You only need ONE use of floating point to force a thread to trap off a small core that doesn't support it. How much Javascript code do you think is out there that does not use ANY math at all? If it sets a value, compares a value, anything then it will trap.

Once it has trapped to the big core you aren't going to let it move back to the little core because once it has trapped off you know it will happen again. Moving back and forth between big and little cores due to lack of instruction support (as opposed to being due to performance need) is going to waste a ton of power as you keep moving to a core with a cold D cache and TLB, needs icache refill, is missing BTB history, etc.

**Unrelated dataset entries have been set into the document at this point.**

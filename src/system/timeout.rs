/* This file is part of agora
 *
 * Copyright (C) 2023-2026 agora developers
 *
 * This program is free software: you can redistribute it and/or modify
 * it under the terms of the GNU Affero General Public License as
 * published by the Free Software Foundation, either version 3 of the
 * License, or (at your option) any later version.
 *
 * This program is distributed in the hope that it will be useful,
 * but WITHOUT ANY WARRANTY; without even the implied warranty of
 * MERCHANTABILITY or FITNESS FOR A PARTICULAR PURPOSE.  See the
 * GNU Affero General Public License for more details.
 *
 * You should have received a copy of the GNU Affero General Public License
 * along with this program.  If not, see <https://www.gnu.org/licenses/>.
 */

use std::{future::Future, time::Duration};

use smol::Timer;

use crate::{Error, Result};

/// Await a future or fail with [`Error::TimeoutError`] after a
/// duration of time. Peer talk and gossip rounds are bounded with
/// this; the inner future is dropped on expiry.
pub async fn timeout<F, T>(dur: Duration, f: F) -> Result<T>
where
    F: Future<Output = T>,
{
    let fut = async { Ok(f.await) };
    let deadline = async {
        Timer::after(dur).await;
        Err(Error::TimeoutError)
    };

    smol::future::or(fut, deadline).await
}
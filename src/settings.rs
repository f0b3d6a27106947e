/* This file is part of agora
 *
 * Copyright (C) 2023-2026 agora developers
 *
 * This program is free software: you can redistribute it and/or modify
 * it under the terms of the GNU Affero General Public License as
 * published by the Free Software Foundation, either version 3 of the
 * License, or (at your option) any later version.
 *
 * This program is distributed in the hope that it will be useful,
 * but WITHOUT ANY WARRANTY; without even the implied warranty of
 * MERCHANTABILITY or FITNESS FOR A PARTICULAR PURPOSE.  See the
 * GNU Affero General Public License for more details.
 *
 * You should have received a copy of the GNU Affero General Public License
 * along with this program.  If not, see <https://www.gnu.org/licenses/>.
 */

use std::{path::PathBuf, sync::Arc};

/// Atomic pointer to engine settings
pub type SettingsPtr = Arc<Settings>;

/// Replication engine settings. The scope of this is one node
/// instance configured by the library user.
#[derive(Debug, Clone)]
pub struct Settings {
    /// Base directory holding the record store and the persisted
    /// index files
    pub base_dir: PathBuf,
    /// Recency window (in seconds); heads with a stamp outside
    /// `[now - recent_range, now + recent_range]` are dropped from
    /// the recent index
    pub recent_range: i64,
    /// Dedup TTL (in seconds) for the anti-entropy controller;
    /// an update digest seen within this window is not re-broadcast
    pub update_ttl: i64,
    /// Maximum serialized record size (in bytes); larger records
    /// are tombstoned on arrival
    pub record_limit: usize,
    /// Maximum number of suggested tags kept per topic
    pub tag_size: usize,
    /// Number of peers sampled per gossip round
    pub sample_size: usize,
    /// Single peer request timeout (in seconds)
    pub talk_timeout: u64,
    /// Wall-clock budget for a whole gossip round (in seconds);
    /// once exceeded no further peer requests are issued
    pub getall_timeout: u64,
    /// Trailing window (in seconds) for the per-topic velocity query
    pub velocity_window: i64,
    /// Tombstoned records older than this (in seconds) are eligible
    /// for deletion
    pub removed_ttl: i64,
}

impl Settings {
    /// Record store root.
    pub fn store_dir(&self) -> PathBuf {
        self.base_dir.join("store")
    }

    /// Persisted recency index.
    pub fn recent_path(&self) -> PathBuf {
        self.base_dir.join("recent.txt")
    }

    /// Persisted suggested-tag table.
    pub fn tags_path(&self) -> PathBuf {
        self.base_dir.join("tags.txt")
    }

    /// Persisted subscribed-topic index.
    pub fn topics_path(&self) -> PathBuf {
        self.base_dir.join("topics.txt")
    }

    /// Spam patterns, one regex per line.
    pub fn spam_path(&self) -> PathBuf {
        self.base_dir.join("spam.txt")
    }
}

impl Default for Settings {
    fn default() -> Self {
        Self {
            base_dir: PathBuf::from("agora"),
            recent_range: 3600 * 24 * 30,
            update_ttl: 3600,
            record_limit: 250 * 1024,
            tag_size: 20,
            sample_size: 8,
            talk_timeout: 20,
            getall_timeout: 120,
            velocity_window: 3600 * 24 * 7,
            removed_ttl: 3600 * 24 * 90,
        }
    }
}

It seems like the goalposts are moving if now you say you're talking about a core with less FP resources. Well OF COURSE the little core will have fewer FP resources, as well as fewer int resources, fewer load/store resources, and less of everything really. That's absolutely not what was being argued at all. The post I originally replied to was talking about cutting instructions / ISA support out of the small core, not having it be narrower or in order.
 
Last edited:
  • Like
Reactions: scineram

Doug S

Platinum Member
Feb 8, 2020
2,269
3,522
136
@Doug S I mentally pictured a user recording where the user were moving the mouse around crazily while one hand typing out a reply and got a laugh out of it, so thanks for that :D Luckily browser interaction isn't the only use case, given this could work everywhere all the time in a software agnostic fashion.

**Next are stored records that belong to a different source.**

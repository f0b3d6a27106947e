/* This file is part of agora
 *
 * Copyright (C) 2023-2026 agora developers
 *
 * This program is free software: you can redistribute it and/or modify
 * it under the terms of the GNU Affero General Public License as
 * published by the Free Software Foundation, either version 3 of the
 * License, or (at your option) any later version.
 *
 * This program is distributed in the hope that it will be useful,
 * but WITHOUT ANY WARRANTY; without even the implied warranty of
 * MERCHANTABILITY or FITNESS FOR A PARTICULAR PURPOSE.  See the
 * GNU Affero General Public License for more details.
 *
 * You should have received a copy of the GNU Affero General Public License
 * along with this program.  If not, see <https://www.gnu.org/licenses/>.
 */

//! Global bounded index of the newest [`RecordHead`] per
//! `(topic, entry)`, fed by gossip responses and consumed to build
//! candidate fetch lists.

use std::{
    collections::HashSet,
    path::{Path, PathBuf},
    sync::Arc,
    time::{Duration, Instant},
};

use futures::stream::{FuturesUnordered, StreamExt};
use log::{debug, warn};
use rand::{rngs::OsRng, seq::SliceRandom};
use smol::lock::RwLock;

use crate::{
    cache::Cache,
    peers::PeerSet,
    record::{Record, RecordHead, RecordStorePtr},
    settings::SettingsPtr,
    system::timeout::timeout,
    tags::SuggestedTagTable,
    util::{
        file::{load_lines, save_lines},
        time::Timestamp,
    },
    Result,
};

/// Atomic pointer to a [`RecentList`] instance.
pub type RecentListPtr = Arc<RecentList>;

/// The recency index: heads ordered ascending by stamp, deduplicated
/// by `(topic, id)` with the newest stamp winning, bounded to the
/// configured window on every [`RecentList::sync`].
pub struct RecentList {
    path: PathBuf,
    settings: SettingsPtr,
    heads: RwLock<Vec<RecordHead>>,
}

impl RecentList {
    /// Load the persisted index. Malformed lines are dropped, never
    /// aborting the load.
    pub fn new(path: &Path, settings: SettingsPtr) -> Result<RecentListPtr> {
        let mut heads = vec![];
        for line in load_lines(path)? {
            match RecordHead::parse(&line) {
                Ok(head) => heads.push(head),
                Err(e) => debug!(target: "recent", "Skipping recency line: {}", e),
            }
        }
        heads.sort_by_key(|h| h.stamp);
        debug!(target: "recent", "Loaded {} recent heads", heads.len());

        Ok(Arc::new(Self {
            path: path.to_path_buf(),
            settings,
            heads: RwLock::new(heads),
        }))
    }

    /// Upsert a head. A stamp not newer than the one already indexed
    /// for the same `(topic, id)` is a no-op. The index is re-sorted
    /// on every structural change. Returns whether anything changed.
    pub async fn append(&self, head: &RecordHead) -> bool {
        let mut heads = self.heads.write().await;

        match heads.iter().position(|h| h.topic == head.topic && h.id == head.id) {
            Some(i) => {
                if heads[i].stamp >= head.stamp {
                    return false
                }
                heads[i] = head.clone();
            }
            None => heads.push(head.clone()),
        }

        heads.sort_by_key(|h| h.stamp);
        true
    }

    /// Drop a head from the index.
    pub async fn remove(&self, head: &RecordHead) {
        self.heads.write().await.retain(|h| h != head);
    }

    /// Snapshot of the index, ascending by stamp.
    pub async fn heads(&self) -> Vec<RecordHead> {
        self.heads.read().await.clone()
    }

    pub async fn len(&self) -> usize {
        self.heads.read().await.len()
    }

    /// Newest indexed stamp for a topic, 0 if none.
    pub async fn newest(&self, topic: &str) -> i64 {
        let heads = self.heads.read().await;
        heads.iter().rev().find(|h| h.topic == topic).map(|h| h.stamp).unwrap_or(0)
    }

    /// Topics currently represented in the index, deduplicated, in
    /// first-appearance order.
    pub async fn topics(&self) -> Vec<String> {
        let heads = self.heads.read().await;
        let mut seen = HashSet::new();
        let mut topics = vec![];
        for head in heads.iter() {
            if seen.insert(head.topic.clone()) {
                topics.push(head.topic.clone());
            }
        }
        topics
    }

    /// Trim the index to the recency window and persist it, one line
    /// per head in ascending stamp order.
    pub async fn sync(&self) -> Result<()> {
        let mut heads = self.heads.write().await;

        let now = Timestamp::current_time().0;
        let range = self.settings.recent_range;
        heads.retain(|h| h.stamp >= now - range && h.stamp <= now + range);
        heads.sort_by_key(|h| h.stamp);

        let lines: Vec<String> = heads.iter().map(|h| h.recency_line()).collect();
        save_lines(&self.path, &lines)
    }

    /// One anti-entropy pull round. Samples a bounded set of peers
    /// and requests their recent heads; every returned line feeds the
    /// index, the tag table and the peer-set's source table. A
    /// failing peer is dropped and the round continues; the whole
    /// round stops issuing requests once its wall-clock budget is
    /// spent.
    pub async fn getall(&self, peers: &dyn PeerSet, tags: &SuggestedTagTable) -> Result<()> {
        let sample = peers.sample(&[], self.settings.sample_size).await;
        debug!(target: "recent", "Getall round over {} peers", sample.len());

        let start = Timestamp::current_time().0 - self.settings.recent_range;
        let request = format!("/Recent/{}-", start);
        let talk_timeout = Duration::from_secs(self.settings.talk_timeout);
        let deadline = Instant::now() + Duration::from_secs(self.settings.getall_timeout);

        let mut requests = FuturesUnordered::new();
        for peer in sample {
            let request = request.clone();
            requests.push(async move {
                let response = timeout(talk_timeout, peers.talk(&peer, &request)).await;
                (peer, response)
            });
        }

        while !requests.is_empty() {
            let budget = deadline.saturating_duration_since(Instant::now());
            if budget.is_zero() {
                warn!(target: "recent", "Getall budget exhausted, abandoning remaining peers");
                break
            }

            // Pending peer requests are cancelled along with the
            // stream when the budget runs out.
            let Ok(Some((peer, response))) = timeout(budget, requests.next()).await else {
                warn!(target: "recent", "Getall budget exhausted, abandoning remaining peers");
                break
            };

            let lines = match response.and_then(|r| r) {
                Ok(lines) => lines,
                Err(e) => {
                    warn!(target: "recent", "Peer {} failed: {}, dropping", peer, e);
                    peers.drop_peer(&peer).await;
                    continue
                }
            };

            for line in lines {
                let record = match Record::parse_recent(&line) {
                    Ok(v) => v,
                    Err(e) => {
                        debug!(target: "recent", "Skipping recency line: {}", e);
                        continue
                    }
                };

                self.append(&record.head).await;

                if let Some(tag_field) = record.get("tag") {
                    let mut names: Vec<String> =
                        tag_field.split_whitespace().map(|s| s.to_string()).collect();
                    names.shuffle(&mut OsRng);
                    names.truncate(self.settings.tag_size);
                    tags.add_gossip(&record.head.topic, &names).await;
                }

                peers.add_source(&record.head.topic, &peer).await;
            }
        }

        // Three independent persistence steps; each is individually
        // consistent and idempotent.
        self.sync().await?;
        if let Err(e) = peers.persist().await {
            warn!(target: "recent", "Peer-set persist failed: {}", e);
        }

        let topics: HashSet<String> = self.topics().await.into_iter().collect();
        tags.prune(&topics).await;
        tags.sync().await?;

        Ok(())
    }

    /// Topics currently in the index, each wrapped as a [`Cache`],
    /// sorted descending by recent stamp (max of the topic's own
    /// newest record stamp and its newest indexed head stamp).
    pub async fn make_recent_cachelist(&self, store: &RecordStorePtr) -> Vec<Cache> {
        let mut ranked = vec![];
        for topic in self.topics().await {
            let cache = Cache::new(&topic, store.clone(), self.settings.clone());
            let recent_stamp = std::cmp::max(cache.stamp().await, self.newest(&topic).await);
            ranked.push((recent_stamp, cache));
        }

        ranked.sort_by(|a, b| b.0.cmp(&a.0));
        ranked.into_iter().map(|(_, cache)| cache).collect()
    }
}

To me, there seems to be plenty of times when a big core (or even just most of them) could rest in a deep sleep state because even if it seems like humans are interacting with the machine, some code is firing, watching, etc. the gaps between tasks are an eternity for a CPU if it can change states fast enough to be transparent.

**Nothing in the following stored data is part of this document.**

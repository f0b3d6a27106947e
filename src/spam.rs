/* This file is part of agora
 *
 * Copyright (C) 2023-2026 agora developers
 *
 * This program is free software: you can redistribute it and/or modify
 * it under the terms of the GNU Affero General Public License as
 * published by the Free Software Foundation, either version 3 of the
 * License, or (at your option) any later version.
 *
 * This program is distributed in the hope that it will be useful,
 * but WITHOUT ANY WARRANTY; without even the implied warranty of
 * MERCHANTABILITY or FITNESS FOR A PARTICULAR PURPOSE.  See the
 * GNU Affero General Public License for more details.
 *
 * You should have received a copy of the GNU Affero General Public License
 * along with this program.  If not, see <https://www.gnu.org/licenses/>.
 */

use std::path::Path;

use regex::RegexSet;

use crate::{record::Record, util::file::load_lines, Result};

/// Pluggable spam predicate consulted on record admission.
pub trait SpamRule: Send + Sync {
    fn is_spam(&self, record: &Record) -> bool;
}

/// Regex-based spam matcher. Patterns are matched against the
/// record's serialized body.
pub struct SpamFilter {
    set: RegexSet,
}

impl SpamFilter {
    /// Build a filter from regex patterns. An empty pattern list
    /// matches nothing.
    pub fn new<I, S>(patterns: I) -> Result<Self>
    where
        I: IntoIterator<Item = S>,
        S: AsRef<str>,
    {
        Ok(Self { set: RegexSet::new(patterns)? })
    }

    /// Load patterns one-per-line from a file. A missing file yields
    /// an empty filter.
    pub fn from_file(path: &Path) -> Result<Self> {
        let lines = load_lines(path)?;
        Self::new(lines)
    }
}

impl SpamRule for SpamFilter {
    fn is_spam(&self, record: &Record) -> bool {
        self.set.is_match(&record.serialize())
    }
}

#[cfg(test)]
mod tests {
    use super::*;

    fn record(body: &str) -> Record {
        Record::build("thread_t", 1, vec![("body".to_string(), body.to_string())], None).unwrap()
    }

    #[test]
    fn filter_matches_patterns() {
        let filter = SpamFilter::new(["buy now", "(?i)casino"]).unwrap();
        assert!(!filter.is_spam(&record("BUY NOW limited offer")));
        assert!(filter.is_spam(&record("buy now limited offer")));
        assert!(filter.is_spam(&record("Best CASINO in town")));
        assert!(!filter.is_spam(&record("ordinary message")));
    }

    #[test]
    fn empty_filter_matches_nothing() {
        let filter = SpamFilter::new(Vec::<String>::new()).unwrap();
        assert!(!filter.is_spam(&record("anything at all")));
    }
}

If it's worth a handful of percentage increases even when targeted at a mobile platform, it does seem like every rock needs to be turned over in pursuit.


Of course, that's the whole point of a little core. And that's why you want your little cores to be able to execute all the instructions that a big core can (other than as I've said before a few potential exceptions like AVX512 and virtualization) so you can allow it to run ALL threads during times when the system isn't doing much.

Having small cores that can't execute some threads regardless of how little they are doing because they need to run floating point (like the thread executing this browser tab) then they offer less potential power saving.
 

Tuna-Fish

Golden Member
Mar 4, 2011
1,355
1,550
136
Sorry, all math in Javascript is done in floating point, there's no way to avoid it if you are running a browser.

While all numeric types in JS are defined to be floating point, all modern browsers actually store all whole numbers as integers first, and only convert to floating point if you do some operation on them that would lose precision as an integer type. This is a major optimization that makes browsers a lot faster, mostly because it saves a lot of time when adding numbers or preventing having to convert floats back to integers for array indexing. As a programmer, this is one of those techniques that's just amazing to me -- just imagine all the scaffolding they had to build around all mathematical operations to be able to do that. How can that possibly be a win? Apparently it is.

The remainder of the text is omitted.